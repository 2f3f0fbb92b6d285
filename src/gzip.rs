//! gzip (RFC 1952) framing around a DEFLATE stream: a variable-length
//! header (optional extra/name/comment/header-CRC fields), then the
//! compressed body, then a trailing CRC-32 and ISIZE.

use crate::buffer::{ReadBuffer, WriteBuffer};
use crate::checksum::Crc32;
use crate::deflate::Inflate;
use crate::status::{DecodeError, Status, Suspension};

const FTEXT: u8 = 0x01;
const FHCRC: u8 = 0x02;
const FEXTRA: u8 = 0x04;
const FNAME: u8 = 0x08;
const FCOMMENT: u8 = 0x10;
const KNOWN_FLAGS: u8 = FTEXT | FHCRC | FEXTRA | FNAME | FCOMMENT;

#[derive(Debug, Clone, Copy, PartialEq, Eq)]
enum Stage {
    FixedHeader,
    ExtraLen,
    ExtraData,
    Name,
    Comment,
    Hcrc,
    Body,
    Crc,
    Isize,
    Done,
}

pub struct GzipDecoder {
    stage: Stage,
    poisoned: bool,
    ignore_checksum: bool,

    fixed_header: [u8; 10],
    fixed_len: usize,
    flags: u8,

    extra_len_buf: [u8; 2],
    extra_len_idx: usize,
    extra_remaining: u16,

    hcrc_buf: [u8; 2],
    hcrc_len: usize,

    inflate: Inflate,
    crc: Crc32,
    output_len: u64,

    trailer_buf: [u8; 4],
    trailer_len: usize,
}

impl Default for GzipDecoder {
    fn default() -> Self {
        GzipDecoder {
            stage: Stage::FixedHeader,
            poisoned: false,
            ignore_checksum: false,
            fixed_header: [0; 10],
            fixed_len: 0,
            flags: 0,
            extra_len_buf: [0; 2],
            extra_len_idx: 0,
            extra_remaining: 0,
            hcrc_buf: [0; 2],
            hcrc_len: 0,
            inflate: Inflate::new(),
            crc: Crc32::new(),
            output_len: 0,
            trailer_buf: [0; 4],
            trailer_len: 0,
        }
    }
}

macro_rules! read_exact {
    ($buf:expr, $len:expr, $cap:expr, $src:expr) => {{
        while $len < $cap {
            match $src.take_byte() {
                Some(b) => {
                    $buf[$len] = b;
                    $len += 1;
                }
                None => {
                    if $src.closed {
                        return Err(DecodeError::NotEnoughData);
                    }
                    return Ok(Status::Suspension(Suspension::ShortRead));
                }
            }
        }
    }};
}

impl GzipDecoder {
    pub fn new() -> Self {
        Self::default()
    }

    pub fn set_ignore_checksum(&mut self, ignore: bool) {
        self.ignore_checksum = ignore;
    }

    pub fn decode_io_writer(&mut self, dst: &mut WriteBuffer<'_>, src: &mut ReadBuffer<'_>) -> Status {
        if self.poisoned {
            return Status::Error(DecodeError::DisabledByPreviousError);
        }
        match self.run(dst, src) {
            Ok(status) => status,
            Err(e) => {
                self.poisoned = true;
                Status::Error(e)
            }
        }
    }

    fn skip_nul_terminated(&self, src: &mut ReadBuffer<'_>) -> Result<bool, DecodeError> {
        loop {
            match src.take_byte() {
                Some(0) => return Ok(true),
                Some(_) => continue,
                None => {
                    if src.closed {
                        return Err(DecodeError::NotEnoughData);
                    }
                    return Ok(false);
                }
            }
        }
    }

    fn run(&mut self, dst: &mut WriteBuffer<'_>, src: &mut ReadBuffer<'_>) -> Result<Status, DecodeError> {
        loop {
            match self.stage {
                Stage::Done => return Ok(Status::Ok),

                Stage::FixedHeader => {
                    read_exact!(self.fixed_header, self.fixed_len, 10, src);
                    if self.fixed_header[0] != 0x1F || self.fixed_header[1] != 0x8B {
                        return Err(DecodeError::BadGzipHeader);
                    }
                    if self.fixed_header[2] != 8 {
                        return Err(DecodeError::BadGzipHeader);
                    }
                    self.flags = self.fixed_header[3];
                    if self.flags & !KNOWN_FLAGS != 0 {
                        return Err(DecodeError::BadEncodingFlags);
                    }
                    self.stage = Stage::ExtraLen;
                }

                Stage::ExtraLen => {
                    if self.flags & FEXTRA == 0 {
                        self.stage = Stage::Name;
                        continue;
                    }
                    read_exact!(self.extra_len_buf, self.extra_len_idx, 2, src);
                    self.extra_remaining = u16::from_le_bytes(self.extra_len_buf);
                    self.stage = Stage::ExtraData;
                }

                Stage::ExtraData => {
                    while self.extra_remaining > 0 {
                        match src.take_byte() {
                            Some(_) => self.extra_remaining -= 1,
                            None => {
                                if src.closed {
                                    return Err(DecodeError::NotEnoughData);
                                }
                                return Ok(Status::Suspension(Suspension::ShortRead));
                            }
                        }
                    }
                    self.stage = Stage::Name;
                }

                Stage::Name => {
                    if self.flags & FNAME == 0 {
                        self.stage = Stage::Comment;
                        continue;
                    }
                    if self.skip_nul_terminated(src)? {
                        self.stage = Stage::Comment;
                    } else {
                        return Ok(Status::Suspension(Suspension::ShortRead));
                    }
                }

                Stage::Comment => {
                    if self.flags & FCOMMENT == 0 {
                        self.stage = Stage::Hcrc;
                        continue;
                    }
                    if self.skip_nul_terminated(src)? {
                        self.stage = Stage::Hcrc;
                    } else {
                        return Ok(Status::Suspension(Suspension::ShortRead));
                    }
                }

                Stage::Hcrc => {
                    if self.flags & FHCRC == 0 {
                        self.stage = Stage::Body;
                        continue;
                    }
                    read_exact!(self.hcrc_buf, self.hcrc_len, 2, src);
                    self.stage = Stage::Body;
                }

                Stage::Body => {
                    let before = dst.wi;
                    let status = self.inflate.decode_io_writer(dst, src);
                    let produced = &dst.data[before..dst.wi];
                    self.crc.update(produced);
                    self.output_len = self.output_len.wrapping_add(produced.len() as u64);
                    match status {
                        Status::Ok => self.stage = Stage::Crc,
                        Status::Suspension(s) => return Ok(Status::Suspension(s)),
                        Status::Error(e) => return Err(e),
                        Status::Warning(w) => return Ok(Status::Warning(w)),
                    }
                }

                Stage::Crc => {
                    read_exact!(self.trailer_buf, self.trailer_len, 4, src);
                    let expected = u32::from_le_bytes(self.trailer_buf);
                    if !self.ignore_checksum && expected != self.crc.finish() {
                        return Err(DecodeError::IncorrectChecksum);
                    }
                    self.trailer_len = 0;
                    self.stage = Stage::Isize;
                }

                Stage::Isize => {
                    read_exact!(self.trailer_buf, self.trailer_len, 4, src);
                    let expected = u32::from_le_bytes(self.trailer_buf);
                    let actual = (self.output_len & 0xFFFF_FFFF) as u32;
                    if !self.ignore_checksum && expected != actual {
                        return Err(DecodeError::IncorrectDataLength);
                    }
                    self.stage = Stage::Done;
                }
            }
        }
    }
}
//! Multi-call scenarios for the shared I/O buffer primitives: bit-buffer
//! fills that straddle several `ReadBuffer` chunks, a `Ring` put through
//! several compact cycles, and the `BitBuffer::peek(32)` boundary that
//! `fill_fast` legitimately drives `count` to.

use wuffle::buffer::{BitBuffer, ReadBuffer, Ring, WriteBuffer};

#[test]
fn bit_buffer_fills_across_several_short_reads() {
    // fill_fast's `while count <= 24` loop naturally stops mid-buffer once
    // a chunk boundary is hit; feeding the rest across a second call must
    // pick up exactly where the first left off.
    let data = [0xFFu8, 0x00, 0xAA];
    let mut bb = BitBuffer::default();

    let mut src = ReadBuffer::new(&data[0..2]);
    bb.fill_fast(&mut src);
    assert_eq!(src.ri, 2);
    assert_eq!(bb.count, 16);

    let mut src2 = ReadBuffer::new(&data[2..3]);
    bb.fill_fast(&mut src2);
    assert_eq!(src2.ri, 1);
    assert_eq!(bb.count, 24);

    // low byte came from 0xFF: the first 8 bits taken must all be 1.
    assert_eq!(bb.take(8), 0xFF);
    assert_eq!(bb.take(8), 0x00);
    assert_eq!(bb.take(8), 0xAA);
}

#[test]
fn peek_at_the_full_32_bit_width_does_not_panic_or_wrap_to_zero() {
    // fill_fast's `while count <= 24` loop legitimately drives count to 32
    // once four bytes have landed; peek(32) must then return every
    // buffered bit rather than panicking (1u32 << 32 overflow) or silently
    // masking to zero.
    let data = [0xFFu8, 0xFF, 0xFF, 0xFF, 0x00];
    let mut src = ReadBuffer::new(&data);
    let mut bb = BitBuffer::default();
    bb.fill_fast(&mut src);
    assert_eq!(bb.count, 32);
    assert_eq!(bb.peek(32), 0xFFFF_FFFF);
    assert_eq!(bb.take(32), 0xFFFF_FFFF);
    assert_eq!(bb.count, 0);
}

#[test]
fn bit_buffer_resumes_a_32_bit_take_split_across_two_fills() {
    // First fill tops up only 3 bytes (count=24, below the 32-bit read this
    // simulates wanting); a second fill_one call brings it over the line.
    let data = [0x01u8, 0x02, 0x03];
    let mut src = ReadBuffer::new(&data);
    let mut bb = BitBuffer::default();
    bb.fill_fast(&mut src);
    assert_eq!(bb.count, 24);

    let more = [0x04u8];
    let mut src2 = ReadBuffer::closed_at_eof(&more);
    assert!(bb.fill_one(&mut src2));
    assert_eq!(bb.count, 32);
    assert_eq!(bb.peek(32), 0x0403_0201);
}

#[test]
fn ring_survives_several_push_consume_compact_cycles() {
    let mut backing = [0u8; 8];
    let mut ring = Ring::new(&mut backing);

    for round in 0u8..5 {
        let batch = [round, round.wrapping_add(1), round.wrapping_add(2)];
        let n = ring.push_slice(&batch);
        assert_eq!(n, batch.len(), "ring never makes progress on round {round}");
        let take = ring.readable().len().min(2);
        ring.consume(take);
        assert!(ring.len() <= ring.cap());
    }
}

#[test]
fn write_buffer_accumulates_across_several_short_writes() {
    let mut out = [0u8; 6];
    let mut total = 0usize;
    for batch in [&[1u8, 2][..], &[3, 4, 5][..], &[6, 7][..]] {
        let mut dst = WriteBuffer::new(&mut out[total..]);
        let n = dst.push_slice(batch);
        total += n;
        if n < batch.len() {
            break;
        }
    }
    assert_eq!(total, 6);
    assert_eq!(out, [1, 2, 3, 4, 5, 6]);
}
//! Selects a swizzler for every supported destination format and drives it
//! across several row-sized calls, as the GIF container does per frame row.

use wuffle::pixel::Palette;
use wuffle::swizzle::select;
use wuffle::PixelFormat;

fn rainbow_palette() -> Palette {
    let mut p = Palette::default();
    p.entries[0] = [0x00, 0x00, 0xFF, 0xFF]; // red, BGRA
    p.entries[1] = [0x00, 0xFF, 0x00, 0xFF]; // green
    p.entries[2] = [0xFF, 0x00, 0x00, 0xFF]; // blue
    p
}

#[test]
fn bgra_and_rgba_agree_up_to_channel_order() {
    let pal = rainbow_palette();
    let indices = [0u8, 1, 2];

    let bgra = select(wuffle::pixel::BGRA_NONPREMUL).unwrap();
    let rgba = select(wuffle::pixel::RGBA_NONPREMUL).unwrap();
    let mut bgra_out = [0u8; 12];
    let mut rgba_out = [0u8; 12];
    assert_eq!(bgra(&pal, &indices, &mut bgra_out), 3);
    assert_eq!(rgba(&pal, &indices, &mut rgba_out), 3);
    for px in 0..3 {
        let b = &bgra_out[px * 4..px * 4 + 4];
        let r = &rgba_out[px * 4..px * 4 + 4];
        assert_eq!([b[2], b[1], b[0], b[3]], [r[0], r[1], r[2], r[3]]);
    }
}

#[test]
fn multiple_rows_swizzled_across_separate_calls_match_a_single_call() {
    let pal = rainbow_palette();
    let row = [0u8, 1, 2, 0, 1, 2];
    let f = select(wuffle::pixel::RGB).unwrap();

    let mut whole = [0u8; 18];
    f(&pal, &row, &mut whole);

    let mut split = [0u8; 18];
    let n1 = f(&pal, &row[..3], &mut split[0..9]);
    let n2 = f(&pal, &row[3..], &mut split[9..18]);
    assert_eq!(n1, 3);
    assert_eq!(n2, 3);
    assert_eq!(split, whole);
}

#[test]
fn unsupported_destination_format_has_no_swizzler() {
    assert!(select(PixelFormat::INVALID).is_none());
}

§ **EXERCISE OBJECTIVE**
Across the entries above, find the lines with the string "ExtraData" and copy them.

§ **RESULT FOR THIS TASK**
    ExtraData,
                    self.stage = Stage::ExtraData;
                Stage::ExtraData => {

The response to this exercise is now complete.